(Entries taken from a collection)
* * *

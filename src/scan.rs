// Scan resolution: which robots fall inside a scanner's cone, and how far away the nearest is

use crate::config;
use crate::robot::{ContactDetails, RobotState};
use crate::utils::{angular_distance, bearing, normalize_degrees};

/// Sweep the cone centred on `degree` from the robot at `scanner`.
///
/// Returns the range to the nearest robot inside the cone, 0.0 when the cone
/// is empty, and -1.0 when there is nobody else to scan. Every robot inside the
/// cone is marked detected and recorded as a contact of the scanner.
pub(crate) fn sweep(robots: &mut [RobotState], scanner: usize, degree: f32, resolution: f32) -> f32 {
    if robots.len() < 2 || scanner >= robots.len() {
        return -1.0;
    }
    let heading = normalize_degrees(degree);
    let half_width = resolution.max(config::MIN_SCAN_RESOLUTION) / 2.0;
    let from_x = robots[scanner].current_x;
    let from_y = robots[scanner].current_y;
    let scanner_id = robots[scanner].id;

    let mut nearest: Option<f32> = None;
    let mut contacts = Vec::new();

    for (i, target) in robots.iter_mut().enumerate() {
        if i == scanner {
            continue;
        }
        let dx = target.current_x - from_x;
        let dy = target.current_y - from_y;
        let range = dx.hypot(dy);
        let target_bearing = bearing(from_x, from_y, target.current_x, target.current_y);

        if angular_distance(target_bearing, heading) <= half_width {
            target.detected = true;
            contacts.push(ContactDetails {
                from_x,
                from_y,
                to_x: target.current_x,
                to_y: target.current_y,
                bearing: target_bearing,
                range,
            });
            nearest = Some(nearest.map_or(range, |best: f32| best.min(range)));
            crate::debug_scan!(
                scanner_id,
                "hit robot {} at bearing {:.1}, range {:.1}",
                target.id,
                target_bearing,
                range
            );
        }
    }

    robots[scanner].contacts.extend(contacts);
    nearest.unwrap_or(0.0)
}

#[cfg(test)]
mod tests {
    use super::*;
    use crate::robot::RobotProfile;
    use rand::SeedableRng;
    use rand::rngs::StdRng;

    fn robot_at(id: u32, x: f32, y: f32) -> RobotState {
        let mut robot = RobotState::new(
            id,
            format!("R{}", id),
            RobotProfile::default(),
            StdRng::seed_from_u64(id as u64),
        );
        robot.place(x, y);
        robot
    }

    #[test]
    fn test_scan_hits_exact_distance() {
        let mut robots = vec![robot_at(1, 0.0, 0.0), robot_at(2, 10.0, 0.0)];
        assert_eq!(sweep(&mut robots, 0, 0.0, 20.0), 10.0);
        assert!(robots[1].is_detected());
        assert_eq!(robots[0].contacts().len(), 1);
        assert_eq!(robots[0].contacts()[0].range, 10.0);
    }

    #[test]
    fn test_scan_wrong_direction_misses() {
        let mut robots = vec![robot_at(1, 0.0, 0.0), robot_at(2, 10.0, 0.0)];
        assert_eq!(sweep(&mut robots, 0, 180.0, 20.0), 0.0);
        assert!(!robots[1].is_detected());
        assert!(robots[0].contacts().is_empty());
    }

    #[test]
    fn test_scan_alone_returns_minus_one() {
        let mut robots = vec![robot_at(1, 50.0, 50.0)];
        assert_eq!(sweep(&mut robots, 0, 0.0, 20.0), -1.0);
    }

    #[test]
    fn test_scan_returns_nearest_hit() {
        let mut robots = vec![
            robot_at(1, 10.0, 10.0),
            robot_at(2, 60.0, 10.0),
            robot_at(3, 30.0, 10.0),
            robot_at(4, 10.0, 60.0),
        ];
        assert_eq!(sweep(&mut robots, 0, 0.0, 10.0), 20.0);
        assert_eq!(robots[0].contacts().len(), 2);
        assert!(robots[1].is_detected());
        assert!(robots[2].is_detected());
        assert!(!robots[3].is_detected());
    }

    #[test]
    fn test_scan_cone_wraps_through_zero() {
        // Target at bearing 355, scanning at 359 with the minimum 10 degree cone
        let mut robots = vec![
            robot_at(1, 50.0, 50.0),
            robot_at(2, 50.0 + 100.0 * 355f32.to_radians().cos(), 50.0 + 100.0 * 355f32.to_radians().sin()),
        ];
        let range = sweep(&mut robots, 0, 359.0, 1.0);
        assert!((range - 100.0).abs() < 1e-3);
    }

    #[test]
    fn test_scan_enforces_minimum_resolution() {
        // Bearing 4 degrees off: outside a 2 degree cone, inside the 10 degree minimum
        let mut robots = vec![
            robot_at(1, 0.0, 0.0),
            robot_at(2, 100.0 * 4f32.to_radians().cos(), 100.0 * 4f32.to_radians().sin()),
        ];
        assert!(sweep(&mut robots, 0, 0.0, 2.0) > 0.0);
        // 6 degrees off is outside even the minimum cone
        let mut robots = vec![
            robot_at(1, 0.0, 0.0),
            robot_at(2, 100.0 * 6f32.to_radians().cos(), 100.0 * 6f32.to_radians().sin()),
        ];
        assert_eq!(sweep(&mut robots, 0, 0.0, 2.0), 0.0);
    }
}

* * *

◆ Task brief
Up to and including the line with "let range = dx.hypot(dy);", please return the records exactly, beginning from their first line.

◆ Exercise answer
filename src/scan.rs
// Scan resolution: which robots fall inside a scanner's cone, and how far away the nearest is

use crate::config;
use crate::robot::{ContactDetails, RobotState};
use crate::utils::{angular_distance, bearing, normalize_degrees};

/// Sweep the cone centred on `degree` from the robot at `scanner`.
///
/// Returns the range to the nearest robot inside the cone, 0.0 when the cone
/// is empty, and -1.0 when there is nobody else to scan. Every robot inside the
/// cone is marked detected and recorded as a contact of the scanner.
pub(crate) fn sweep(robots: &mut [RobotState], scanner: usize, degree: f32, resolution: f32) -> f32 {
    if robots.len() < 2 || scanner >= robots.len() {
        return -1.0;
    }
    let heading = normalize_degrees(degree);
    let half_width = resolution.max(config::MIN_SCAN_RESOLUTION) / 2.0;
    let from_x = robots[scanner].current_x;
    let from_y = robots[scanner].current_y;
    let scanner_id = robots[scanner].id;

    let mut nearest: Option<f32> = None;
    let mut contacts = Vec::new();

    for (i, target) in robots.iter_mut().enumerate() {
        if i == scanner {
            continue;
        }
        let dx = target.current_x - from_x;
        let dy = target.current_y - from_y;
        let range = dx.hypot(dy);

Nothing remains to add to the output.